O primeiro ponto é que aquele que faz os exercícios vê com "a ajuda da imaginação" as terríveis chamas do inferno. Loyola diz: "Eu verei lá, olharei atentamente para as almas das pessoas encarceradas em seus corpos em chamas, como se estivessem em masmorras eternas".

O segundo ponto: "também com a ajuda da imaginação ouça os gemidos, as queixas, os gritos desgarradores que ressoam neste lugar ruinoso, ouça as maldições constantemente sendo lançadas contra Jesus e seus santos".

O terceiro ponto: novamente imaginar que sente-se o cheiro de fumaça, de enxofre, de piche, em resumo, o cheiro podre que é emitido pelo antro de todos os tipos de putrefação.

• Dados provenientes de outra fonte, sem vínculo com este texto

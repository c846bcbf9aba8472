//! Human readable descriptions and baseline keys of items.
//!
//! Baseline keys identify an item across versions of an API and are stored
//! in baseline files to suppress known issues, so their format must not
//! change:
//!
//! | item            | key                                   |
//! |-----------------|---------------------------------------|
//! | package         | `a.b`                                 |
//! | class           | `a.b.Outer.Inner`                     |
//! | method/ctor     | `a.b.C#name(int, java.lang.String[])` |
//! | field/property  | `a.b.C#NAME`                          |
//! | parameter       | `a.b.C#name(int) parameter #0`        |
//! | type parameter  | `a.b.C type parameter T`              |

use super::class::ClassKind;
use super::codebase::Codebase;
use super::ids::{CallableId, ItemId};

impl Codebase {
    pub fn baseline_key(&self, id: ItemId) -> String {
        match id {
            ItemId::Package(id) => self.package(id).qualified_name().to_string(),
            ItemId::Class(id) => self.class(id).qualified_name().to_string(),
            ItemId::Callable(id) => {
                let callable = self.callable(id);
                format!(
                    "{}#{}({})",
                    self.class(callable.containing_class()).qualified_name(),
                    callable.name(),
                    self.erased_parameter_types(id).join(", ")
                )
            }
            ItemId::Field(id) => {
                let field = self.field(id);
                format!("{}#{}", self.class(field.containing_class()).qualified_name(), field.name())
            }
            ItemId::Property(id) => {
                let property = self.property(id);
                format!("{}#{}", self.class(property.containing_class()).qualified_name(), property.name())
            }
            ItemId::Parameter(id) => {
                let parameter = self.parameter(id);
                format!(
                    "{} parameter #{}",
                    self.baseline_key(parameter.containing_callable().into()),
                    parameter.index()
                )
            }
            ItemId::TypeParameter(id) => {
                let type_parameter = self.type_parameter(id);
                format!(
                    "{} type parameter {}",
                    self.baseline_key(type_parameter.owner()),
                    type_parameter.name()
                )
            }
        }
    }

    /// Describe an item for messages, e.g. `method a.b.C.run(int)`.
    pub fn describe(&self, id: ItemId) -> String {
        match id {
            ItemId::Package(id) => format!("package {}", self.package(id).qualified_name()),
            ItemId::Class(id) => {
                let class = self.class(id);
                let kind = match class.kind() {
                    ClassKind::Class => "class",
                    ClassKind::Interface => "interface",
                    ClassKind::Enum => "enum",
                    ClassKind::AnnotationType => "annotation",
                    ClassKind::Object => "object",
                };
                format!("{kind} {}", class.qualified_name())
            }
            ItemId::Callable(id) => {
                let callable = self.callable(id);
                let kind = if callable.is_constructor() { "constructor" } else { "method" };
                format!("{kind} {}", self.callable_signature(id))
            }
            ItemId::Field(id) => {
                let field = self.field(id);
                let kind = if field.is_enum_constant() { "enum constant" } else { "field" };
                format!("{kind} {}.{}", self.class(field.containing_class()).qualified_name(), field.name())
            }
            ItemId::Property(id) => {
                let property = self.property(id);
                format!(
                    "property {}.{}",
                    self.class(property.containing_class()).qualified_name(),
                    property.name()
                )
            }
            ItemId::Parameter(id) => {
                let parameter = self.parameter(id);
                let owner = self.describe(parameter.containing_callable().into());
                match parameter.name() {
                    Some(name) => format!("parameter {name} in {owner}"),
                    None => format!("parameter #{} in {owner}", parameter.index()),
                }
            }
            ItemId::TypeParameter(id) => {
                let type_parameter = self.type_parameter(id);
                format!(
                    "type parameter {} of {}",
                    type_parameter.name(),
                    self.describe(type_parameter.owner())
                )
            }
        }
    }

    fn callable_signature(&self, id: CallableId) -> String {
        let callable = self.callable(id);
        let class = self.class(callable.containing_class());
        let parameters: Vec<String> = callable
            .parameters()
            .iter()
            .map(|&p| self.parameter(p).ty().to_type_string())
            .collect();
        if callable.is_constructor() {
            format!("{}({})", class.qualified_name(), parameters.join(", "))
        } else {
            format!("{}.{}({})", class.qualified_name(), callable.name(), parameters.join(", "))
        }
    }
}
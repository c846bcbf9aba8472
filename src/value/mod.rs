//! Literal values attached to fields, parameters and annotations.
//!
//! - [`Value`]: a constant in canonical form, rendered by [`Value::to_source`]
//! - [`Expression`]: source initializer trees, folded on demand
//! - [`parse_literal`] / [`parse_annotation`]: signature-text literals
//! - [`FieldValue`] / [`DefaultValue`]: lazy per-backend value providers
//!
//! Whichever backend populated a codebase, the renderers in `render` produce
//! the same text for the same logical API.

mod constant;
mod default_value;
mod expression;
mod field_value;
mod lexer;
mod literal;
mod render;

pub use constant::Value;
pub use default_value::{
    ConstantDefaultValue, DefaultValue, ExpressionDefaultValue, NoDefaultValue, UnknownDefaultValue,
};
pub use expression::{BinaryOp, Expression, UnaryOp};
pub use field_value::{ConstantFieldValue, ExpressionFieldValue, FieldValue, TextFieldValue};
pub use literal::{parse_annotation, parse_literal};
pub use render::annotation_attribute_source;

/// Looks up the value of a constant field referenced from an expression.
///
/// `class` is the qualifier as written (`Foo.BAR` gives `Some("Foo")`),
/// `None` for a bare name.
pub trait ConstantResolver {
    fn resolve_constant(&self, class: Option<&str>, name: &str) -> Option<Value>;
}

/// A resolver that knows no fields.
#[derive(Clone, Copy, Debug, Default)]
pub struct NoConstants;

impl ConstantResolver for NoConstants {
    fn resolve_constant(&self, _class: Option<&str>, _name: &str) -> Option<Value> {
        None
    }
}
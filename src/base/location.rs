//! Declaration locations.

use std::fmt;

use super::FileId;

/// A line and column position in an input file.
///
/// Both line and column are 0-indexed internally, but displayed as 1-indexed.
#[derive(Copy, Clone, Eq, PartialEq, Hash, Default)]
pub struct LineCol {
    /// 0-indexed line number
    pub line: u32,
    /// 0-indexed column
    pub col: u32,
}

impl LineCol {
    /// Create a new LineCol position.
    #[inline]
    pub const fn new(line: u32, col: u32) -> Self {
        Self { line, col }
    }

    /// Create from 1-indexed line and column (as displayed to users).
    #[inline]
    pub const fn from_one_indexed(line: u32, col: u32) -> Self {
        Self {
            line: line.saturating_sub(1),
            col: col.saturating_sub(1),
        }
    }

    /// Get 1-indexed line number (for display).
    #[inline]
    pub const fn line_one_indexed(self) -> u32 {
        self.line + 1
    }
}

impl fmt::Debug for LineCol {
    fn fmt(&self, f: &mut fmt::Formatter<'_>) -> fmt::Result {
        write!(f, "{}:{}", self.line + 1, self.col + 1)
    }
}

/// Where an item came from.
///
/// Items read from class files usually know their file but not a line;
/// synthesized items reuse the location of the item they were derived from.
#[derive(Copy, Clone, Eq, PartialEq, Hash, Default, Debug)]
pub struct FileLocation {
    pub file: Option<FileId>,
    pub line: Option<LineCol>,
}

impl FileLocation {
    /// A location for items with no known origin.
    pub const UNKNOWN: FileLocation = FileLocation { file: None, line: None };

    /// A location in `file` with no line information.
    pub const fn in_file(file: FileId) -> Self {
        Self { file: Some(file), line: None }
    }

    /// A location at a 1-indexed line of `file`.
    pub const fn at_line(file: FileId, line: u32) -> Self {
        Self {
            file: Some(file),
            line: Some(LineCol::from_one_indexed(line, 1)),
        }
    }

    pub fn is_unknown(&self) -> bool {
        self.file.is_none()
    }
}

O quarto ponto: "experimentar tudo o que é mais amargo no mundo. Assim, tente tornar-se sensível às lágrimas que continuamente são derramadas por aqueles que são excomungados; tente sofrer os tormentos da consciência - o verme roendo nos pecadores".[11]

Agora citaremos um exemplo dos exercícios chamados de prelúdio (prelude). O prelúdio diz respeito à contemplação do "primeiro dia da encarnação do Verbo de Deus". O primeiro prelúdio desta contemplação é,
imaginar, como se estivesse diante de seus olhos, todo o curso histórico da mistério da encarnação, ou seja, como as três Pessoas Divinas da Santíssima Trindade olham para esta terra, povoada por pessoas que, em grandes multidões, estão lançando-se para o inferno; como a Santíssima Trindade, tocada pela compaixão, decide enviar o Verbo para encarnar como homem a fim de salvar a raça humana; como, em um dia preordenado, como resultado desta decisão, o Arcanjo Gabriel aparece como um mensageiro à abençoada Virgem Maria.

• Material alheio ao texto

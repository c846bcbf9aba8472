//! Default constructor synthesis.

use tracing::debug;

use super::callable::{CallableItem, CallableKind};
use super::codebase::Codebase;
use super::documentation::Documentation;
use super::ids::{CallableId, ClassId};
use super::item::ItemData;
use super::modifiers::ModifierList;
use super::selectors::ApiVariantSelectors;

impl Codebase {
    /// Give `class` the constructor the compiler would if it declares none.
    ///
    /// The constructor has the class's visibility, no parameters and no
    /// throws list, and reuses the class location since it has no source of
    /// its own. Interfaces and classes that already have a constructor are
    /// left alone. Loaders that read an implicit constructor from source
    /// create it themselves with `is_implicit` set; a synthesized one is
    /// never implicit.
    pub fn add_default_constructor_if_missing(&mut self, class: ClassId) -> Option<CallableId> {
        let item = self.class(class);
        if item.is_interface() || !item.constructors().is_empty() {
            return None;
        }

        let data = ItemData::new(
            item.data.location,
            ModifierList::new(item.data.modifiers.visibility),
            Documentation::none(),
            item.data.language,
            ApiVariantSelectors::new(),
        );
        let constructor = CallableItem::new(
            data,
            item.simple_name.clone(),
            CallableKind::Constructor { is_implicit: false },
            class,
            self.class_type(class),
        );
        let id = self.alloc_callable(constructor);
        self.class_mut(class).constructors.push(id);
        debug!(class = %self.class(class).qualified_name(), "synthesized default constructor");
        Some(id)
    }
}
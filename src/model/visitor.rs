//! Traversal of a codebase for writers and checkers.

use super::codebase::Codebase;
use super::ids::{CallableId, ClassId, FieldId, PackageId, ParameterId, PropertyId};

/// Callbacks for [`Codebase::accept`]. Every hook defaults to doing nothing.
#[allow(unused_variables)]
pub trait ItemVisitor {
    fn visit_package(&mut self, codebase: &Codebase, package: PackageId) {}

    fn after_visit_package(&mut self, codebase: &Codebase, package: PackageId) {}

    fn visit_class(&mut self, codebase: &Codebase, class: ClassId) {}

    fn after_visit_class(&mut self, codebase: &Codebase, class: ClassId) {}

    fn visit_constructor(&mut self, codebase: &Codebase, constructor: CallableId) {}

    fn visit_method(&mut self, codebase: &Codebase, method: CallableId) {}

    fn visit_parameter(&mut self, codebase: &Codebase, parameter: ParameterId) {}

    fn visit_field(&mut self, codebase: &Codebase, field: FieldId) {}

    fn visit_property(&mut self, codebase: &Codebase, property: PropertyId) {}
}

impl Codebase {
    /// Walk packages in name order, then each package's top-level classes;
    /// within a class: constructors, methods, fields, properties, then
    /// nested classes. Parameters are visited after their callable.
    pub fn accept(&self, visitor: &mut dyn ItemVisitor) {
        for package in self.packages() {
            visitor.visit_package(self, package);
            for &class in self.package(package).top_level_classes() {
                self.accept_class(class, visitor);
            }
            visitor.after_visit_package(self, package);
        }
    }

    pub fn accept_class(&self, class: ClassId, visitor: &mut dyn ItemVisitor) {
        visitor.visit_class(self, class);
        let item = self.class(class);
        for &constructor in item.constructors() {
            visitor.visit_constructor(self, constructor);
            self.accept_parameters(constructor, visitor);
        }
        for &method in item.methods() {
            visitor.visit_method(self, method);
            self.accept_parameters(method, visitor);
        }
        for &field in item.fields() {
            visitor.visit_field(self, field);
        }
        for &property in item.properties() {
            visitor.visit_property(self, property);
        }
        for &nested in item.nested_classes() {
            self.accept_class(nested, visitor);
        }
        visitor.after_visit_class(self, class);
    }

    fn accept_parameters(&self, callable: CallableId, visitor: &mut dyn ItemVisitor) {
        for &parameter in self.callable(callable).parameters() {
            visitor.visit_parameter(self, parameter);
        }
    }
}

#[cfg(test)]
mod tests {
    use super::*;
    use crate::config::CodebaseConfig;
    use crate::model::{ClassContainer, ClassKind, ClassOrigin, ItemDetails, ItemId, TypeItem};

    #[derive(Default)]
    struct Recorder {
        events: Vec<String>,
    }

    impl ItemVisitor for Recorder {
        fn visit_package(&mut self, codebase: &Codebase, package: PackageId) {
            self.events.push(codebase.baseline_key(ItemId::Package(package)));
        }

        fn visit_class(&mut self, codebase: &Codebase, class: ClassId) {
            self.events.push(codebase.baseline_key(ItemId::Class(class)));
        }

        fn after_visit_class(&mut self, codebase: &Codebase, class: ClassId) {
            self.events.push(format!("/{}", codebase.class(class).simple_name()));
        }

        fn visit_field(&mut self, codebase: &Codebase, field: FieldId) {
            self.events.push(codebase.baseline_key(ItemId::Field(field)));
        }
    }

    #[test]
    fn test_visit_order() {
        let mut codebase = Codebase::new(CodebaseConfig::default());
        let mut factory = codebase.factory();
        let b = factory.find_or_create_package("b", None).unwrap();
        let a = factory.find_or_create_package("a", None).unwrap();
        let outer = factory
            .create_class_item(ClassContainer::Package(b), "Outer", ClassKind::Class, ClassOrigin::CommandLine, ItemDetails::public())
            .unwrap();
        factory
            .create_class_item(ClassContainer::Class(outer), "Inner", ClassKind::Class, ClassOrigin::CommandLine, ItemDetails::public())
            .unwrap();
        factory.create_field_item(outer, "F", TypeItem::string(), false, None, ItemDetails::public());
        factory
            .create_class_item(ClassContainer::Package(a), "A", ClassKind::Class, ClassOrigin::CommandLine, ItemDetails::public())
            .unwrap();

        let mut recorder = Recorder::default();
        codebase.accept(&mut recorder);
        assert_eq!(
            recorder.events,
            ["", "a", "a.A", "/A", "b", "b.Outer", "b.Outer#F", "b.Outer.Inner", "/Inner", "/Outer"]
        );
    }
}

O segundo prelúdio consiste em "uma imaginação vívida de um lugar que vêem como se diante de seus próprios olhos. Aqui representam a si próprios na terra, povoada por várias tribos e em um canto deste mundo, na Galiléia, em Nazaré, uma pequena casa na qual a Santíssima Virgem vive".

O terceiro prelúdio é descrito desta maneira: "Esta é uma súplica que eu, o suplicante, possa conhecer o mistério da encarnação do Verbo por minha causa; uma súplica de que esse conhecimento estimule cada vez mais meu amor por Ele e me compila lhe servir exclusivamente."[12]

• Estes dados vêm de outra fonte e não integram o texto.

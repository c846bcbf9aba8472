//! Values at their use sites.
//!
//! Writers ask for values through these methods rather than the providers
//! directly, so that references between constant fields resolve against the
//! codebase the same way for every backend.

use tracing::{trace, warn};

use crate::error::{ModelError, Result};
use crate::model::{AnnotationItem, CallableId, ClassId, Codebase, FieldId, ItemId, ParameterId};

use super::constant::Value;
use super::{ConstantResolver, DefaultValue};

/// Chains of field references longer than this are treated as cycles.
const MAX_REFERENCE_DEPTH: usize = 32;

/// Resolves field references as seen from inside `class`.
struct ScopedConstants<'a> {
    codebase: &'a Codebase,
    class: ClassId,
    depth: usize,
}

impl ConstantResolver for ScopedConstants<'_> {
    fn resolve_constant(&self, class: Option<&str>, name: &str) -> Option<Value> {
        if self.depth >= MAX_REFERENCE_DEPTH {
            warn!(
                class = %self.codebase.class(self.class).qualified_name(),
                name,
                "constant reference chain too deep, giving up"
            );
            return None;
        }
        let field = match class {
            Some(qualifier) => {
                let owner = self.codebase.lookup_class_name(self.class, qualifier)?;
                self.codebase.find_field_in_hierarchy(owner, name)
            }
            None => std::iter::successors(Some(self.class), |&c| self.codebase.class(c).containing_class())
                .find_map(|c| self.codebase.find_field_in_hierarchy(c, name)),
        };
        let Some(field) = field else {
            trace!(?class, name, "unresolved constant reference");
            return None;
        };
        self.codebase.field_value_at_depth(field, true, self.depth + 1)
    }
}

impl Codebase {
    /// Resolve a class name as written inside `context`: qualified, then in
    /// the same package, then nested in `context` or one of its outer classes.
    fn lookup_class_name(&self, context: ClassId, name: &str) -> Option<ClassId> {
        if let Some(class) = self.find_class(name) {
            return Some(class);
        }
        let package = self.package(self.class(context).package()).qualified_name();
        if !package.is_empty() {
            if let Some(class) = self.find_class(&format!("{package}.{name}")) {
                return Some(class);
            }
        }
        std::iter::successors(Some(context), |&c| self.class(c).containing_class())
            .find_map(|c| self.find_class(&format!("{}.{name}", self.class(c).qualified_name())))
    }

    /// A field declared in `class`, a superclass or an implemented interface.
    fn find_field_in_hierarchy(&self, class: ClassId, name: &str) -> Option<FieldId> {
        std::iter::once(class)
            .chain(self.all_super_classes(class))
            .chain(self.all_interfaces(class).iter().copied())
            .find_map(|c| self.find_field(c, name))
    }

    fn field_value_at_depth(&self, field: FieldId, require_constant: bool, depth: usize) -> Option<Value> {
        let item = self.field(field);
        if item.is_enum_constant() {
            return Some(Value::Enum {
                class: self.class(item.containing_class()).qualified_name().into(),
                constant: item.name().into(),
            });
        }
        let scope = ScopedConstants {
            codebase: self,
            class: item.containing_class(),
            depth,
        };
        item.value()?.initial_value(&scope, require_constant)
    }

    /// The initial value of a field, with references to other fields
    /// resolved. See [`FieldValue::initial_value`](super::FieldValue::initial_value).
    pub fn field_initial_value(&self, field: FieldId, require_constant: bool) -> Option<Value> {
        self.field_value_at_depth(field, require_constant, 0)
    }

    /// The constant value of a field as source text.
    pub fn field_value_source(&self, field: FieldId) -> Option<String> {
        self.field_initial_value(field, true).map(|value| value.to_source())
    }

    /// The tail of a field declaration: `" = 5;"` for a constant, `";"`
    /// otherwise.
    pub fn field_write_source(&self, field: FieldId) -> String {
        match self.field_value_source(field) {
            Some(source) => format!(" = {source};"),
            None => ";".to_string(),
        }
    }

    /// The default value of a parameter.
    ///
    /// Fails when the parameter has no default or the default is not known.
    pub fn parameter_default_value(&self, parameter: ParameterId) -> Result<Value> {
        let item = self.parameter(parameter);
        let class = self.callable(item.containing_callable()).containing_class();
        self.known_default(parameter.into(), &**item.default_value(), class)
    }

    pub fn parameter_default_value_source(&self, parameter: ParameterId) -> Result<String> {
        self.parameter_default_value(parameter).map(|value| value.to_source())
    }

    /// The default of an annotation type method.
    pub fn annotation_default_value(&self, method: CallableId) -> Result<Value> {
        let callable = self.callable(method);
        let Some(default) = callable.default_value() else {
            return Err(ModelError::MissingDefaultValue {
                item: self.describe(method.into()),
            });
        };
        self.known_default(method.into(), &**default, callable.containing_class())
    }

    pub fn annotation_default_value_source(&self, method: CallableId) -> Result<String> {
        self.annotation_default_value(method).map(|value| value.to_source())
    }

    fn known_default(&self, item: ItemId, default: &dyn DefaultValue, class: ClassId) -> Result<Value> {
        if !default.has_default_value() {
            return Err(ModelError::MissingDefaultValue {
                item: self.describe(item),
            });
        }
        let scope = ScopedConstants {
            codebase: self,
            class,
            depth: 0,
        };
        default
            .known_value(&scope)
            .filter(|_| default.is_default_value_known())
            .ok_or_else(|| ModelError::UnknownDefaultValue {
                item: self.describe(item),
            })
    }
}

/// The value of one attribute of an annotation use, as source text.
pub fn annotation_attribute_source(annotation: &AnnotationItem, name: &str) -> Option<String> {
    annotation
        .find_attribute(name)
        .map(|attribute| attribute.value.to_source())
}

#[cfg(test)]
mod tests {
    use std::rc::Rc;

    use super::*;
    use crate::config::CodebaseConfig;
    use crate::model::{ClassContainer, ClassKind, ClassOrigin, ItemDetails, PrimitiveKind, TypeItem};
    use crate::value::{
        ConstantDefaultValue, Expression, ExpressionDefaultValue, ExpressionFieldValue, FieldValue, NoDefaultValue,
        UnknownDefaultValue,
    };

    fn int() -> TypeItem {
        TypeItem::primitive(PrimitiveKind::Int)
    }

    fn source_field(text: &str, ty: TypeItem) -> Option<Rc<dyn FieldValue>> {
        let expression = Expression::parse(text).unwrap();
        Some(Rc::new(ExpressionFieldValue::new(ty, expression)))
    }

    #[test]
    fn test_field_references_resolve_across_classes() {
        let mut codebase = Codebase::new(CodebaseConfig::default());
        let mut factory = codebase.factory();
        let pkg = factory.find_or_create_package("p", None).unwrap();
        let limits = factory
            .create_class_item(
                ClassContainer::Package(pkg),
                "Limits",
                ClassKind::Class,
                ClassOrigin::CommandLine,
                ItemDetails::public(),
            )
            .unwrap();
        let user = factory
            .create_class_item(
                ClassContainer::Package(pkg),
                "User",
                ClassKind::Class,
                ClassOrigin::CommandLine,
                ItemDetails::public(),
            )
            .unwrap();
        let max = factory.create_field_item(limits, "MAX", int(), false, source_field("1 << 4", int()), ItemDetails::public());
        let double = factory.create_field_item(limits, "DOUBLE", int(), false, source_field("MAX * 2", int()), ItemDetails::public());
        let label = factory.create_field_item(
            user,
            "LABEL",
            TypeItem::string(),
            false,
            source_field(r#""max=" + Limits.MAX"#, TypeItem::string()),
            ItemDetails::public(),
        );

        assert_eq!(codebase.field_value_source(max).as_deref(), Some("16"));
        assert_eq!(codebase.field_initial_value(double, true), Some(Value::Int(32)));
        assert_eq!(codebase.field_write_source(label), r#" = "max=16";"#);
    }

    #[test]
    fn test_cyclic_references_have_no_value() {
        let mut codebase = Codebase::new(CodebaseConfig::default());
        let mut factory = codebase.factory();
        let pkg = factory.find_or_create_package("p", None).unwrap();
        let class = factory
            .create_class_item(
                ClassContainer::Package(pkg),
                "C",
                ClassKind::Class,
                ClassOrigin::CommandLine,
                ItemDetails::public(),
            )
            .unwrap();
        let a = factory.create_field_item(class, "A", int(), false, source_field("B + 1", int()), ItemDetails::public());
        factory.create_field_item(class, "B", int(), false, source_field("A + 1", int()), ItemDetails::public());

        assert_eq!(codebase.field_initial_value(a, true), None);
        assert_eq!(codebase.field_write_source(a), ";");
    }

    #[test]
    fn test_enum_constant_reference() {
        let mut codebase = Codebase::new(CodebaseConfig::default());
        let mut factory = codebase.factory();
        let pkg = factory.find_or_create_package("p", None).unwrap();
        let mode = factory
            .create_class_item(
                ClassContainer::Package(pkg),
                "Mode",
                ClassKind::Enum,
                ClassOrigin::CommandLine,
                ItemDetails::public(),
            )
            .unwrap();
        let mode_type = TypeItem::class("p.Mode");
        factory.create_field_item(mode, "FAST", mode_type.clone(), true, None, ItemDetails::public());
        let default = factory.create_field_item(
            mode,
            "DEFAULT",
            mode_type.clone(),
            false,
            source_field("Mode.FAST", mode_type),
            ItemDetails::public(),
        );

        assert_eq!(codebase.field_value_source(default), None);
        assert_eq!(
            codebase.field_initial_value(default, false).map(|v| v.to_source()).as_deref(),
            Some("p.Mode.FAST")
        );
    }

    #[test]
    fn test_default_value_contract() {
        let mut codebase = Codebase::new(CodebaseConfig::default());
        let mut factory = codebase.factory();
        let pkg = factory.find_or_create_package("p", None).unwrap();
        let class = factory
            .create_class_item(
                ClassContainer::Package(pkg),
                "Api",
                ClassKind::AnnotationType,
                ClassOrigin::CommandLine,
                ItemDetails::public(),
            )
            .unwrap();
        let method = factory.create_method_item(class, "run", TypeItem::primitive(PrimitiveKind::Void), ItemDetails::public());
        let none = factory.create_parameter_item(method, Some("a"), int(), Rc::new(NoDefaultValue), ItemDetails::public());
        let unknown =
            factory.create_parameter_item(method, Some("b"), int(), Rc::new(UnknownDefaultValue), ItemDetails::public());
        let known = factory.create_parameter_item(
            method,
            Some("c"),
            int(),
            Rc::new(ExpressionDefaultValue::new(int(), Expression::parse("Integer.MAX_VALUE").unwrap())),
            ItemDetails::public(),
        );
        let element = factory.create_method_item(class, "level", int(), ItemDetails::public());
        factory
            .codebase_mut()
            .callable_mut(element)
            .set_default_value(Rc::new(ConstantDefaultValue::new(Value::Int(3), &int()).unwrap()));

        assert!(matches!(
            codebase.parameter_default_value(none),
            Err(ModelError::MissingDefaultValue { .. })
        ));
        assert!(matches!(
            codebase.parameter_default_value(unknown),
            Err(ModelError::UnknownDefaultValue { .. })
        ));
        assert_eq!(codebase.parameter_default_value_source(known).as_deref(), Ok("2147483647"));
        assert_eq!(codebase.annotation_default_value_source(element).as_deref(), Ok("3"));
        assert!(matches!(
            codebase.annotation_default_value(method),
            Err(ModelError::MissingDefaultValue { .. })
        ));
    }

    #[test]
    fn test_annotation_attribute_source() {
        let annotation = crate::value::parse_annotation("@a.Size(min = 1, max = 10L)").unwrap();
        assert_eq!(annotation_attribute_source(&annotation, "max").as_deref(), Some("10L"));
        assert_eq!(annotation_attribute_source(&annotation, "other"), None);
    }
}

E aqui está um exemplo de uma contemplação apresentada já na forma de uma conversa (colloque) entre o recluso e o Cristo crucificado, que ele vê em seu estado contemplativo. Tomamos essa conversa palavra por palavra, tal como está estabelecida nos Exercícios Espirituais.

Essa conversa ocorre quando a pessoa imagina diante de si Jesus Cristo na cruz ... Naquele momento, quando esta imagem impressionante aparece diante dos olhos, começa-se a perguntar a si mesmo, ponderar, considerar o que exatamente inclinou o Criador a se tornar homem e assumir a forma de criatura e escravo. Como aconteceu que, possuindo uma natureza eterna em Sua própria essência, Ele quis descer a um estado de morte, para verdadeiros sofrimentos mortais.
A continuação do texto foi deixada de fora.